**Aim of the exercise:**
In the data below, which lines contain "HealthResponse"? List them by copying each one.

Saved data entries:
*** Begin section ***

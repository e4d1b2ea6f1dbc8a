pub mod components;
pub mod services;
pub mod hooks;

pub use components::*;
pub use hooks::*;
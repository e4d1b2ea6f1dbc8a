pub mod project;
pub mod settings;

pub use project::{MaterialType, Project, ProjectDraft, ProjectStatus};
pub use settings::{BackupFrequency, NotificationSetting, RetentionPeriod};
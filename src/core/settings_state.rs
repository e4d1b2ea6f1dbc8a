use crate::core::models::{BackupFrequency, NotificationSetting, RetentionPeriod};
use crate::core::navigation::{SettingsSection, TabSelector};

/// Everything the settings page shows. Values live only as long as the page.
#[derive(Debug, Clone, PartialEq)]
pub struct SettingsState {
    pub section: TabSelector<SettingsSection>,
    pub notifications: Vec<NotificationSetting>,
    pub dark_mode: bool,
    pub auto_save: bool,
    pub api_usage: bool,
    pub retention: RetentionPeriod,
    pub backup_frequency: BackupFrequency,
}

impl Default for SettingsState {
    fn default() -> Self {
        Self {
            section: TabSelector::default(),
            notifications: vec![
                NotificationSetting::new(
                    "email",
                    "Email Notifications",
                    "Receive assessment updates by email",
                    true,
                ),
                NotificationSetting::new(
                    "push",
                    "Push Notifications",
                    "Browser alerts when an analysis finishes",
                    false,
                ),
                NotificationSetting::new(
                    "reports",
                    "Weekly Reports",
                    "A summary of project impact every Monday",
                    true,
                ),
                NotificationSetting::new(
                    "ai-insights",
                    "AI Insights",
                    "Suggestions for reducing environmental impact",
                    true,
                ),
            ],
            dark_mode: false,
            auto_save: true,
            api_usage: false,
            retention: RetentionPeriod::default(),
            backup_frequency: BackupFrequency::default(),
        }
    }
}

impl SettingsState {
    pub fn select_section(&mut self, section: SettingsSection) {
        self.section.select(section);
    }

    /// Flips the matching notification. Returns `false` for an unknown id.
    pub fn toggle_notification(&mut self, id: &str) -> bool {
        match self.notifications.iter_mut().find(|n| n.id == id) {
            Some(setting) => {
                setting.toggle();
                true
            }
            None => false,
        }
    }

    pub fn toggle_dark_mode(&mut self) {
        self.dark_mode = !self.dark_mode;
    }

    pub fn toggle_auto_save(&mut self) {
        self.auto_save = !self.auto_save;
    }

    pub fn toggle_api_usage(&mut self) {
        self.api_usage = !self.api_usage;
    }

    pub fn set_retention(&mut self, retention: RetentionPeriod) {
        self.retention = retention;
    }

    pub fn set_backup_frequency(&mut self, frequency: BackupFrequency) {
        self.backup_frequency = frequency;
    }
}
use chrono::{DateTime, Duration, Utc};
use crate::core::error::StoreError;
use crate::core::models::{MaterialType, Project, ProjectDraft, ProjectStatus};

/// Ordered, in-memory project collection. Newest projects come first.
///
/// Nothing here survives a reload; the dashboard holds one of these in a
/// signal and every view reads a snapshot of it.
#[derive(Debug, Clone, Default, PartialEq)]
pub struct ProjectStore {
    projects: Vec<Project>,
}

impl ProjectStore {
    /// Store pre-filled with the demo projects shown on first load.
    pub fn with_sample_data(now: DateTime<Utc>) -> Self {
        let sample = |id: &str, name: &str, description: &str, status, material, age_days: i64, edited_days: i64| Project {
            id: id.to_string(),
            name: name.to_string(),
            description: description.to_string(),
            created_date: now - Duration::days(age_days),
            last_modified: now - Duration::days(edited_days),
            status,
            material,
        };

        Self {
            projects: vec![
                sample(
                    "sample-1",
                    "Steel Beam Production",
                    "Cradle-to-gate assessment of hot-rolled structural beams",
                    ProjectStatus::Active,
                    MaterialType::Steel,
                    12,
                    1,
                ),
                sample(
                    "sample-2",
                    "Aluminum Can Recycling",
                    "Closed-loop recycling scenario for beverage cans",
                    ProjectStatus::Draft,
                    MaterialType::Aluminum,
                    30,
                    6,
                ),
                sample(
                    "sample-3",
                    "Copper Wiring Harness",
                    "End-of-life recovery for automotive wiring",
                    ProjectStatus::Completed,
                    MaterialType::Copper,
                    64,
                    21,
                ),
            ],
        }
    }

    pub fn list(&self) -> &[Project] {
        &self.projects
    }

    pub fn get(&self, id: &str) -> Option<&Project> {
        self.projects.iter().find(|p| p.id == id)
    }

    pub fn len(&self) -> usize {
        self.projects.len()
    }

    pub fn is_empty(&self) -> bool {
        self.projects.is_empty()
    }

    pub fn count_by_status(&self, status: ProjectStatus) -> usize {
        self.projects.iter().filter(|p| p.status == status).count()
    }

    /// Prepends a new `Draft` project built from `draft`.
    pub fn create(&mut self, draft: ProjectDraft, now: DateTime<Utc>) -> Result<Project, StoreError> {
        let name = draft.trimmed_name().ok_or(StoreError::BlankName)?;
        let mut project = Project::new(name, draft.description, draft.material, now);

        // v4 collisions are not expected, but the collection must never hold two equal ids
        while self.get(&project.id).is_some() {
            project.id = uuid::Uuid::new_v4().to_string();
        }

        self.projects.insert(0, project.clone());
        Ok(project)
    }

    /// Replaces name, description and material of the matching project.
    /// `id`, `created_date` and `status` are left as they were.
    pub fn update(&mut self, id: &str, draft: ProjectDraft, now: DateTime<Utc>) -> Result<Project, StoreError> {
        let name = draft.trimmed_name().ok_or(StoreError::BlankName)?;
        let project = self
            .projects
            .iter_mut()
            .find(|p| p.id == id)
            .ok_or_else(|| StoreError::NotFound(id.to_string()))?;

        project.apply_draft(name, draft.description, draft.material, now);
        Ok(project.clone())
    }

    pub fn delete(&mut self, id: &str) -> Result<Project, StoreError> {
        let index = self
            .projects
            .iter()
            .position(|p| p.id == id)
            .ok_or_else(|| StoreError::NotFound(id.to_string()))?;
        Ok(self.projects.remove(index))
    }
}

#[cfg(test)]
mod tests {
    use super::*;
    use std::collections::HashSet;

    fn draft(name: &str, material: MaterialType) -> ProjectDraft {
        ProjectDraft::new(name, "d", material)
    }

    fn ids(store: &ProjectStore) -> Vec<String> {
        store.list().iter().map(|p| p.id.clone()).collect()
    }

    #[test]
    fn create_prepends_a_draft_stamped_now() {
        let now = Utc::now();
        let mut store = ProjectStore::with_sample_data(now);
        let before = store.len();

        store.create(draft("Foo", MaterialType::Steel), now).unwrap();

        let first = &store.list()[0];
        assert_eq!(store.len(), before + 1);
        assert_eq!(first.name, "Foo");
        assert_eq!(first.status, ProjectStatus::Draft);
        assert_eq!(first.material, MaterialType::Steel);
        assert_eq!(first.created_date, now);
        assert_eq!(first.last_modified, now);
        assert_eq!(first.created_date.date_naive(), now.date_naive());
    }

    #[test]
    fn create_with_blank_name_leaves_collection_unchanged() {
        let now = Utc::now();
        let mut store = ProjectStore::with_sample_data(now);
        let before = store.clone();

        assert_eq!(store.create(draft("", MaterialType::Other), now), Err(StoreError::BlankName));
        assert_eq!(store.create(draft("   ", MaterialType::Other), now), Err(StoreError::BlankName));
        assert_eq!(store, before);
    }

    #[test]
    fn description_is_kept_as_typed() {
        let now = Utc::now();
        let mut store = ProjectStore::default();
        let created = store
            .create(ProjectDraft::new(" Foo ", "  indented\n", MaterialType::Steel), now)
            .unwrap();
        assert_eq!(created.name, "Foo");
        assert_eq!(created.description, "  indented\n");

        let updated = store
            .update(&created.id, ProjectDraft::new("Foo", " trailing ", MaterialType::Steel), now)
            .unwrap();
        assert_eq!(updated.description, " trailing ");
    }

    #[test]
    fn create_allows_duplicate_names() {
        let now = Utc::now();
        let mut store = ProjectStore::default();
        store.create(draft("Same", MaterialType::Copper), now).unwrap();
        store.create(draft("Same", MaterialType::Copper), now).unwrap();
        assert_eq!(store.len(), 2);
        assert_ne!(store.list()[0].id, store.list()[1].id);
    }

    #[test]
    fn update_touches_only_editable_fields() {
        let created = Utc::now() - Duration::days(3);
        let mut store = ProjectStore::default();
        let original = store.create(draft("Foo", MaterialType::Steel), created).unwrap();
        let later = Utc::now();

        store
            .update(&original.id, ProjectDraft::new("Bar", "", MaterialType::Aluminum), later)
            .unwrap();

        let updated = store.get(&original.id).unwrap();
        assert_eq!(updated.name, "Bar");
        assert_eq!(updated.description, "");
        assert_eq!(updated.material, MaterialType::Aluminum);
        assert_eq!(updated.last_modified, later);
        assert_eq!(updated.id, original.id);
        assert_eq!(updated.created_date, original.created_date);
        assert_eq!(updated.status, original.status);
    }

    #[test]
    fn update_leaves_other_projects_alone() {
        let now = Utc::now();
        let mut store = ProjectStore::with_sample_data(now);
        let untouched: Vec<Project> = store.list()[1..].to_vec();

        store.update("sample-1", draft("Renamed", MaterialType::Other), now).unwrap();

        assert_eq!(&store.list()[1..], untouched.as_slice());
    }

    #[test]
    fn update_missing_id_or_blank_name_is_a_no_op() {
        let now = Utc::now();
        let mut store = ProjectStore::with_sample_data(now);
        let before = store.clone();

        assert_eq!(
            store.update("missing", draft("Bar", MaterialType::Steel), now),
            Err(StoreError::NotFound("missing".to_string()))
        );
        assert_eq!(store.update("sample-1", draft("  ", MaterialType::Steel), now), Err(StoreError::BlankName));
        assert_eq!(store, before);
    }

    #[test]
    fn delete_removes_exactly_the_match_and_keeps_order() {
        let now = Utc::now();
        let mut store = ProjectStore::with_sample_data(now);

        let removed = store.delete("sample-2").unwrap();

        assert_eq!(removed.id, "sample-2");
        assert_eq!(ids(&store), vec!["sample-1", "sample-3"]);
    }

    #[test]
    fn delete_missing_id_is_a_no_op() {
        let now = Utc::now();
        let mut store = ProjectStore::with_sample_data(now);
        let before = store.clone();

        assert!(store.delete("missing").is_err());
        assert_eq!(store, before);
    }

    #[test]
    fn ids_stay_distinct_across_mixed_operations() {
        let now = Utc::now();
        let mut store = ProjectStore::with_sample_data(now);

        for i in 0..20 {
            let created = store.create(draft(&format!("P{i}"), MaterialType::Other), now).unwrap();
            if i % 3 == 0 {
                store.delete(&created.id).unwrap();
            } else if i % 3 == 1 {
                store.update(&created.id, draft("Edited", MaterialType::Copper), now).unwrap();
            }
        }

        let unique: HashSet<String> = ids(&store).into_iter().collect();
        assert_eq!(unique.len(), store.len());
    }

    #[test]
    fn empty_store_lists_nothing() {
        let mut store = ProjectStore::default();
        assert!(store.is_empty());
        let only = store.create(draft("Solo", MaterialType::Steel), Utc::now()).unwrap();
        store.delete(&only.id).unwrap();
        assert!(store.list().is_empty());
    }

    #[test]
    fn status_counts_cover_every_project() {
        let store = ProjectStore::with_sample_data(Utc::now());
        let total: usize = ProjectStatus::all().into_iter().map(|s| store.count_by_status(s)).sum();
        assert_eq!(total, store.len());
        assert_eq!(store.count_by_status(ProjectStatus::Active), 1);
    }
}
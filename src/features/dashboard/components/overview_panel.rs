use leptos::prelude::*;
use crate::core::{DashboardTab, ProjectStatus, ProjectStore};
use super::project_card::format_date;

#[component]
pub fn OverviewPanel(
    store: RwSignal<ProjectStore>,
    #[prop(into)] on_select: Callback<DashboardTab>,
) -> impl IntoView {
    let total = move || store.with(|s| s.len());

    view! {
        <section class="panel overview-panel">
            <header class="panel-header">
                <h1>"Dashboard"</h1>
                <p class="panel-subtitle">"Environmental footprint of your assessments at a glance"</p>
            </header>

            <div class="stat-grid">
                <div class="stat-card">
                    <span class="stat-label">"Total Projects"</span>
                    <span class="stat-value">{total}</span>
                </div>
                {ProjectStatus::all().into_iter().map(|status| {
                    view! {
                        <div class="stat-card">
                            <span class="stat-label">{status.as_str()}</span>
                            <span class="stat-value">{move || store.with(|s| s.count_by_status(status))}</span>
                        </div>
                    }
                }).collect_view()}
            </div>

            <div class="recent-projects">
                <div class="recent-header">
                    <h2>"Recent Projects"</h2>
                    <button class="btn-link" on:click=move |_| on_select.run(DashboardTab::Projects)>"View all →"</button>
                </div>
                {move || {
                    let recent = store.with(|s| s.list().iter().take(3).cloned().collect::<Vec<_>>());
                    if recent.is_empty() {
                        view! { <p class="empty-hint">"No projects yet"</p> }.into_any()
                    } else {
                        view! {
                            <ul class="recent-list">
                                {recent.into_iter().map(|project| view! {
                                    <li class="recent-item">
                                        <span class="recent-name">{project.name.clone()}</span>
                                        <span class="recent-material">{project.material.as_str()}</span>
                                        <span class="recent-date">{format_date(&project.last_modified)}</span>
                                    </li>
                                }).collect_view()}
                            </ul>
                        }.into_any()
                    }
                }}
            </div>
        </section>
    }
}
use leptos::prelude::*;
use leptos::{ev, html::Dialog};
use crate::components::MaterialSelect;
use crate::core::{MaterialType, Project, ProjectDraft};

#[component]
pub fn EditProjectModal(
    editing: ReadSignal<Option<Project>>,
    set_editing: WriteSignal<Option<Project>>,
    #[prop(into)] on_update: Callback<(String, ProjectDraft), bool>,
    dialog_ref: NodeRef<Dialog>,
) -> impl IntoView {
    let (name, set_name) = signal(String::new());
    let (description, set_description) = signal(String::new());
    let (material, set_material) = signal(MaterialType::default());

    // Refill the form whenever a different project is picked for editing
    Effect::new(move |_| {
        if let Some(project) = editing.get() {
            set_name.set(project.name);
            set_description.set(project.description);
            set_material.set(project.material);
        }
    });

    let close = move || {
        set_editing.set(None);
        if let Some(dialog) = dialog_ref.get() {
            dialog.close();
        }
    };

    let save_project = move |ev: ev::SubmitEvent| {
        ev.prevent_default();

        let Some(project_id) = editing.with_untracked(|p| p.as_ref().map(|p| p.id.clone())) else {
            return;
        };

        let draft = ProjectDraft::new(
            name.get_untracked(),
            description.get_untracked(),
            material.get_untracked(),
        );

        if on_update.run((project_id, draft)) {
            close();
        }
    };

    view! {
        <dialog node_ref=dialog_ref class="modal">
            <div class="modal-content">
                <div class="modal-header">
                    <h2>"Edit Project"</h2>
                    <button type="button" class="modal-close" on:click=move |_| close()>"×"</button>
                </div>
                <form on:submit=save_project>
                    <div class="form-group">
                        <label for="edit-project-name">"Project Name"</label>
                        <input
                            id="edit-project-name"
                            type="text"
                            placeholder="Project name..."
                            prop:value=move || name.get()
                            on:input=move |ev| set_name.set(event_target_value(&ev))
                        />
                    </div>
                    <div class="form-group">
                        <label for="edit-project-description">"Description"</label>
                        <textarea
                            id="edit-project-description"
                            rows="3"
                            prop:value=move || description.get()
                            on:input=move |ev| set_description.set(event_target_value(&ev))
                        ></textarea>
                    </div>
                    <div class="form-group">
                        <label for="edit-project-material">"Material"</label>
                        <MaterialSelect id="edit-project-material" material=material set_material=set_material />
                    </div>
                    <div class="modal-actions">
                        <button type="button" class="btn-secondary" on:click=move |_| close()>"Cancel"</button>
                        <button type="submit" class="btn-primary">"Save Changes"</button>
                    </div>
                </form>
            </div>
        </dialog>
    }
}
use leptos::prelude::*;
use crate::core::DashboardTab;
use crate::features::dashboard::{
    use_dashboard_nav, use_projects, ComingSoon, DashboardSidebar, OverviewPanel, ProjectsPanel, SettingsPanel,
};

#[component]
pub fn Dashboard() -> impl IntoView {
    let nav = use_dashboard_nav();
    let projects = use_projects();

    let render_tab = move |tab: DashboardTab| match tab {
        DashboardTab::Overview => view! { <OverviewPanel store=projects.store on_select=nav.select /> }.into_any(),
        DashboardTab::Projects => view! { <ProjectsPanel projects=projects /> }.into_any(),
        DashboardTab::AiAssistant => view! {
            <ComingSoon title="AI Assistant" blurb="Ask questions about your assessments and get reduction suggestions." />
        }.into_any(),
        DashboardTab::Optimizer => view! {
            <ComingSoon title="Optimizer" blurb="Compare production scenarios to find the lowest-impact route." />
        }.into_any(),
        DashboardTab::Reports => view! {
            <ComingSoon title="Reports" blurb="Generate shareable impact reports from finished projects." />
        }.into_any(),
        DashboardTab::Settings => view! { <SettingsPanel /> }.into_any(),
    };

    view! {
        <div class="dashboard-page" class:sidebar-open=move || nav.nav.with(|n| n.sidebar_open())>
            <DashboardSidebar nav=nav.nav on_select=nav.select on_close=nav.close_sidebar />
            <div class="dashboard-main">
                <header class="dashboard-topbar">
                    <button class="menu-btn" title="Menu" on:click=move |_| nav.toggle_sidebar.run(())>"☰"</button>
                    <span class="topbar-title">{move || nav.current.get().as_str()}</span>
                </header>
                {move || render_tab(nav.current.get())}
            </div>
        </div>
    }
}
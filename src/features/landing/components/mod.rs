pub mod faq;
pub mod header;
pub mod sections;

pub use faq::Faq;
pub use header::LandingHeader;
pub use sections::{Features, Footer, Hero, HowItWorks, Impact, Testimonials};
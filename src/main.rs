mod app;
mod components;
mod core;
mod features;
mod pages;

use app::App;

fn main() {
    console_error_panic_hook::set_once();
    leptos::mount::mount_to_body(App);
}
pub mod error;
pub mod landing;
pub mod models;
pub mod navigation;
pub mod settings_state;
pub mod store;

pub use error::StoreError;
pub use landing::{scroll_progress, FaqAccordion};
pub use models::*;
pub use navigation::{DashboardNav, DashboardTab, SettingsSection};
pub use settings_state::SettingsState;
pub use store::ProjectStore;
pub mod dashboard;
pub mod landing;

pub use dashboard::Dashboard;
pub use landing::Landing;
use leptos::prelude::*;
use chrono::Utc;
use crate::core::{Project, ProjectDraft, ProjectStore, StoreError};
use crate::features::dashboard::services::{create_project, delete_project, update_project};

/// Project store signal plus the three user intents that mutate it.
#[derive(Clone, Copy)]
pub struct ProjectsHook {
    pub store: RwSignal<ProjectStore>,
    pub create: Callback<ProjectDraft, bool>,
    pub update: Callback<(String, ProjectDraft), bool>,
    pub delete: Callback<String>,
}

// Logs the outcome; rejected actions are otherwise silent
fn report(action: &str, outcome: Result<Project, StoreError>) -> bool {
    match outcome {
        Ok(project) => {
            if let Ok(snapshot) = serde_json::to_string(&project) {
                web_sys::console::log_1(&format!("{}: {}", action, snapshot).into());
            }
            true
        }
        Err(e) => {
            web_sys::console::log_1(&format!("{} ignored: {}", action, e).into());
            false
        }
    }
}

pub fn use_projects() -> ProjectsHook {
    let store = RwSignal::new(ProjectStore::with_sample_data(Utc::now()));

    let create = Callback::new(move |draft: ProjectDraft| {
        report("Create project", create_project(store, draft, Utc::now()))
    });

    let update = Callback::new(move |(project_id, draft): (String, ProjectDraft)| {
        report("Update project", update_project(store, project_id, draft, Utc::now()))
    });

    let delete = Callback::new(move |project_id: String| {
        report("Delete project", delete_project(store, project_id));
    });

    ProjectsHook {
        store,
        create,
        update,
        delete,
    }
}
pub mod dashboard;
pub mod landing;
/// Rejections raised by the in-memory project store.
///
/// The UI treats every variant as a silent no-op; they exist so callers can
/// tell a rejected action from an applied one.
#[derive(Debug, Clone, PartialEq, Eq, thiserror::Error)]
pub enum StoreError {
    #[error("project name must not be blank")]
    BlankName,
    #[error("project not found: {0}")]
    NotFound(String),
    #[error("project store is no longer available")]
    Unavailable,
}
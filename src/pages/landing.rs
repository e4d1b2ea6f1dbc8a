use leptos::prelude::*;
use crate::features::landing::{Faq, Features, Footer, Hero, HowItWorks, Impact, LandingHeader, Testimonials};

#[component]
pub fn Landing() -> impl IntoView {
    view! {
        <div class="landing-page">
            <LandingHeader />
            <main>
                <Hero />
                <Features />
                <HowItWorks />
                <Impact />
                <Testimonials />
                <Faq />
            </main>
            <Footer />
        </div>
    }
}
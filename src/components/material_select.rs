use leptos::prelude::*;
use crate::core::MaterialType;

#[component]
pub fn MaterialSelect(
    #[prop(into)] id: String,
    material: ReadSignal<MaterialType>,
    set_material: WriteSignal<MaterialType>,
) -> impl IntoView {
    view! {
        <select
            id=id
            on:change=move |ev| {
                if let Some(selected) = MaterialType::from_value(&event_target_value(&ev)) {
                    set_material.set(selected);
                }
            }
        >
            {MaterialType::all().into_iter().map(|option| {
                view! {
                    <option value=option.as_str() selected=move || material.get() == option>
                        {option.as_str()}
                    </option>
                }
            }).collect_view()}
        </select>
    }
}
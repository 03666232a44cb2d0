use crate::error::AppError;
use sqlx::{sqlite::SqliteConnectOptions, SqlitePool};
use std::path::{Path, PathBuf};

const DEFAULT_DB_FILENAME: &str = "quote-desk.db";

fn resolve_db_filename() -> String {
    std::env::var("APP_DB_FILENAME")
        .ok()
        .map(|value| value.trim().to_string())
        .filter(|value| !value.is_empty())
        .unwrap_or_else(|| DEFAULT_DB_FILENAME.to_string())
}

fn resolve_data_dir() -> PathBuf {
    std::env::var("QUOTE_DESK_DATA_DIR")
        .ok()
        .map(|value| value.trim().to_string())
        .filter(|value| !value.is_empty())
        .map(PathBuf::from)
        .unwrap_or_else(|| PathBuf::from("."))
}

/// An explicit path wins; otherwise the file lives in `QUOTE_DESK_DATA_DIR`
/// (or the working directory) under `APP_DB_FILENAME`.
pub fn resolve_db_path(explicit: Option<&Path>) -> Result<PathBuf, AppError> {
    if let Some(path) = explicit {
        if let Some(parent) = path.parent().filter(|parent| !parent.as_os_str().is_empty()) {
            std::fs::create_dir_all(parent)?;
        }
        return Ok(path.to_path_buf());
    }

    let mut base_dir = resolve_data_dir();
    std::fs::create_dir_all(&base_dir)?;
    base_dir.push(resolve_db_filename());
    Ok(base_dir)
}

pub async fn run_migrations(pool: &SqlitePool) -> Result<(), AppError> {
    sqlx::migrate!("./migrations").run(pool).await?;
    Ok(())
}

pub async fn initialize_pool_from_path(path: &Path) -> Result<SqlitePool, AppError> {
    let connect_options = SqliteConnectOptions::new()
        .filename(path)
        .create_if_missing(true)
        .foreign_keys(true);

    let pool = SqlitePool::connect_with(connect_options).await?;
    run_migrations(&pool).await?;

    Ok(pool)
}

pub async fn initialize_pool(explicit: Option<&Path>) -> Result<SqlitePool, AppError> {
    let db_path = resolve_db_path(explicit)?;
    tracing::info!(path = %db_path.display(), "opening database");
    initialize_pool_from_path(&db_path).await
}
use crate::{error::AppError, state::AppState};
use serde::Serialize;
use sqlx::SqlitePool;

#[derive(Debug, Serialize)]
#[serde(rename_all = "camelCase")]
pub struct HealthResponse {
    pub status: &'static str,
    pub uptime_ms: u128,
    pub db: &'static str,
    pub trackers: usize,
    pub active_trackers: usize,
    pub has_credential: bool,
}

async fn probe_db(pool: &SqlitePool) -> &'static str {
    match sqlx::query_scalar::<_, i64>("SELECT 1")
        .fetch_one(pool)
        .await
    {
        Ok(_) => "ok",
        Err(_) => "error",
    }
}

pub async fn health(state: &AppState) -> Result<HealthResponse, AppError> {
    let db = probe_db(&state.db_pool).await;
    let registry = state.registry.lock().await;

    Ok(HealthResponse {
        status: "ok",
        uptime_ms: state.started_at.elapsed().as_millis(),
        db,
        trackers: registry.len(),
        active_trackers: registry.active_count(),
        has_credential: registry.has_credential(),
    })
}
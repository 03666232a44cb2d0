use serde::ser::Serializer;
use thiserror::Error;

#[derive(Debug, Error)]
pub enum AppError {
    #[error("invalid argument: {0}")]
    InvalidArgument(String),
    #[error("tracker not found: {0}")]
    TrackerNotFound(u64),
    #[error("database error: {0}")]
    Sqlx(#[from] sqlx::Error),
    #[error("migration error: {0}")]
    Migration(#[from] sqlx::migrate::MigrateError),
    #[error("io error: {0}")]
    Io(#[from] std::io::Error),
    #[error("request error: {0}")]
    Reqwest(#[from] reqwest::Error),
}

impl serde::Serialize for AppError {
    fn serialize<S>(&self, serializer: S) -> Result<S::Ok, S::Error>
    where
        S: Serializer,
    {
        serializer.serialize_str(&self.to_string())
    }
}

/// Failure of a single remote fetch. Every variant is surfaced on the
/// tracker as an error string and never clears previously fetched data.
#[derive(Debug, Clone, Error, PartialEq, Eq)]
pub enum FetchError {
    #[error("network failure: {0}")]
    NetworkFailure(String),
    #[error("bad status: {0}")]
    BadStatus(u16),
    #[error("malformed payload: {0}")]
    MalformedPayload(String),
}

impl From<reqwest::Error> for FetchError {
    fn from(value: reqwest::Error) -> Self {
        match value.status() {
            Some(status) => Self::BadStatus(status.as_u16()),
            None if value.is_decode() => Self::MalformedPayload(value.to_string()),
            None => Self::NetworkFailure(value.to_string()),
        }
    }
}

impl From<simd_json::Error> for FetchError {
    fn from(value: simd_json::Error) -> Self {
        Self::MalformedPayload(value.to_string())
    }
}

*** End section ***

**Exercise result:**
pub struct HealthResponse {
pub async fn health(state: &AppState) -> Result<HealthResponse, AppError> {
    Ok(HealthResponse {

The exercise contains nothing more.